The comments added to a sense of whiplash about the law and its future.
But by choosing Georgia Rep. Tom Price to lead the Department of Health and Human Services, Trump subsequently signaled that he is likely to try to repeal much of President Barack Obama’s signature health law. Price has been a fierce critic of Obamacare.
And Trump has recently criticized Obamacare again:
People must remember that ObamaCare just doesn't work, and it is not affordable – 116% increases (Arizona). Bill Clinton called it "CRAZY"
— Donald J. Trump (@realDonaldTrump) January 3, 2017
U.S. health carriers would be wise to begin getting ready for a landscape that is likely to change. Here are three ways that North American health insurers can begin preparing for either a repeal of Obamacare or significant changes:
- Become more flexible and agile
Benjamin Isgur, head of the PwC’s Health Research Institute, said it took 2-3 years for insurers to get up-to-speed with Obamacare:
“The people who are running the large health systems, insurance companies, and pharmaceutical companies are pilots of these massive ships,” says Isgur. “They do not turn on a dime. “Many insurance companies took two to three years to get their exchange offerings up and running—to run the numbers, to think about how they were going to market and implement them.”

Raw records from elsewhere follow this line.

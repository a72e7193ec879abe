//! Debug symbol coordination errors

use super::ResfoldError;

/// Creates a symbol desynchronization error
///
/// Always fatal to the whole operation: silently shipping an assembly with
/// stripped or orphaned symbols is worse than failing the build.
pub fn desync_risk(detail: impl Into<String>) -> ResfoldError {
    ResfoldError::SymbolDesyncRisk {
        detail: detail.into(),
    }
}
//! Culture identifier syntax
//!
//! Satellite assemblies live in subdirectories named after a culture tag
//! (`de`, `de-DE`, `zh-Hans`, `sr-Latn-RS`, `es-419`). Discovery uses this
//! syntax check to tell culture directories apart from other build output
//! directories without consulting any locale database.

/// Check whether a directory name is a plausible culture identifier
///
/// Accepts `language[-Script][-REGION]` where the language subtag is 2-3
/// lowercase ASCII letters, the script subtag is 4 letters in title case and
/// the region subtag is 2 uppercase letters or 3 digits. This deliberately
/// over-accepts compared to a full BCP 47 parser; discovery additionally
/// requires a matching satellite file inside the directory.
pub fn is_culture_tag(name: &str) -> bool {
    let mut parts = name.split('-');

    let Some(language) = parts.next() else {
        return false;
    };
    if !is_language_subtag(language) {
        return false;
    }

    let mut seen_script = false;
    let mut seen_region = false;
    for part in parts {
        if is_script_subtag(part) && !seen_script && !seen_region {
            seen_script = true;
        } else if is_region_subtag(part) && !seen_region {
            seen_region = true;
        } else {
            return false;
        }
    }

    true
}

fn is_language_subtag(part: &str) -> bool {
    (2..=3).contains(&part.len()) && part.chars().all(|c| c.is_ascii_lowercase())
}

fn is_script_subtag(part: &str) -> bool {
    let mut chars = part.chars();
    part.len() == 4
        && chars.next().is_some_and(|c| c.is_ascii_uppercase())
        && chars.all(|c| c.is_ascii_lowercase())
}

fn is_region_subtag(part: &str) -> bool {
    (part.len() == 2 && part.chars().all(|c| c.is_ascii_uppercase()))
        || (part.len() == 3 && part.chars().all(|c| c.is_ascii_digit()))
}
//! Satellite cleanup errors

use std::path::Path;

use super::ResfoldError;

/// Creates a per-culture cleanup failure
pub fn failed(
    culture: impl Into<String>,
    path: impl AsRef<Path>,
    reason: impl Into<String>,
) -> ResfoldError {
    ResfoldError::CleanupFailed {
        culture: culture.into(),
        path: path.as_ref().display().to_string(),
        reason: reason.into(),
    }
}
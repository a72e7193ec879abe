//! Common test utilities for resfold integration tests

use std::path::PathBuf;

use tempfile::TempDir;

/// A build output directory for integration tests
///
/// Mimics the layout a compiler leaves behind: the primary assembly at the
/// root, culture satellites in `{culture}/{base}.resources.dll` next to it.
#[allow(dead_code)]
pub struct TestBuildDir {
    /// Temporary directory
    #[allow(dead_code)]
    pub temp: TempDir,
    /// Path to the build output root
    pub path: PathBuf,
}

#[allow(dead_code)]
impl TestBuildDir {
    /// Create a new empty build output directory
    pub fn new() -> Self {
        let temp = TempDir::new().expect("Failed to create temp directory");
        let path = temp.path().to_path_buf();
        Self { temp, path }
    }

    /// Write a primary assembly file and return its path
    pub fn create_assembly(&self, file_name: &str) -> PathBuf {
        let assembly = self.path.join(file_name);
        std::fs::write(&assembly, b"MZ\x90\x00").expect("Failed to write assembly");
        assembly
    }

    /// Write a culture satellite for the given assembly base name
    pub fn add_satellite(&self, culture: &str, base_name: &str) -> PathBuf {
        let dir = self.path.join(culture);
        std::fs::create_dir_all(&dir).expect("Failed to create culture directory");
        let satellite = dir.join(format!("{base_name}.resources.dll"));
        std::fs::write(&satellite, format!("satellite {culture}"))
            .expect("Failed to write satellite");
        satellite
    }

    /// Write a separate symbol file next to the assembly
    pub fn add_symbol_file(&self, base_name: &str) -> PathBuf {
        let pdb = self.path.join(format!("{base_name}.pdb"));
        std::fs::write(&pdb, b"pdb").expect("Failed to write symbol file");
        pdb
    }

    /// Check if a path relative to the build root exists
    pub fn file_exists(&self, path: &str) -> bool {
        self.path.join(path).exists()
    }
}

/// Command for the resfold binary
#[allow(dead_code)]
pub fn resfold_cmd() -> assert_cmd::Command {
    assert_cmd::Command::cargo_bin("resfold").expect("resfold binary not built")
}
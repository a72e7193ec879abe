//! Caller configuration errors

use super::ResfoldError;

/// Creates an error for an assembly path that does not exist
pub fn assembly_not_found(path: impl Into<String>) -> ResfoldError {
    ResfoldError::AssemblyNotFound { path: path.into() }
}

/// Creates an error for an unrecognized `DebugType` build property value
pub fn invalid_debug_type(value: impl Into<String>) -> ResfoldError {
    ResfoldError::InvalidDebugType {
        value: value.into(),
    }
}

/// Creates an error for a ledger string that could not be parsed
pub fn ledger_parse_failed(input: impl Into<String>, reason: impl Into<String>) -> ResfoldError {
    ResfoldError::LedgerParse {
        input: input.into(),
        reason: reason.into(),
    }
}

Marilyn Tavenner, the chief executive of America’s Health Insurance Plans, a leading industry trade group, seems to believe that a similar time period will be necessary to adjust to President-elect Trump’s new plan:
While insurers say they do not plan to fight the Republicans’ efforts to repeal the law, they are in no hurry to see it unwound. And Ms. Tavenner said the industry would support a delay so it could prepare for the changes. “We would love to see a three-year time frame, as long as possible.”
American insurers best positioned to adapt and even thrive in the face of the upcoming changes are those who are most agile in terms of their systems and operations, so they can cope with new developments as quickly as possible. Flexibility will also be necessary to simultaneously engage with new partners and regulations. For instance, insurers might need to prepare to sell insurance across state lines.
- Go fully digital
Explaining major plan changes to masses of potential and existing customers is never easy, especially considering that a large number of insurance customers are already dissatisfied. Insurers will have to be ready to communicate the upcoming changes via their portals and personalized customer videos, guided by advanced analytics solutions that maximize the chances of leveraging data to retain existing customers and gain new ones.
A full digital suite will help insurers, regardless of the U.S. government’s eventual decision. Today’s customers expect a simple, personalized encounter, like the experiences they get with Facebook and Amazon. Consumers want an insurer who knows their history and anticipates their future needs, while facilitating easy communication across preferred interaction channels and devices.
- Utilize a modern and innovative policy administration system
An innovative policy administration system is key for achieving the necessary flexibility and agility (#1 above).
Without a modern policy administration system, U.S. health insurers will be drowning in manual work to adapt to the new regulations and changes, which will tie up human and financial resources. Insurers will need a system that is easily configurable, to adapt to changes, and also automated, eliminating manual rework.
On the customer-side, direct, manual interactions with consumers raise costs, from brokerage to operations fees. Increased automation will help insurers significantly lower those costs.
Staying ahead of competitors and the coming regulations requires an effective insurance policy administration system featuring software that was specifically designed to handle an evolving market.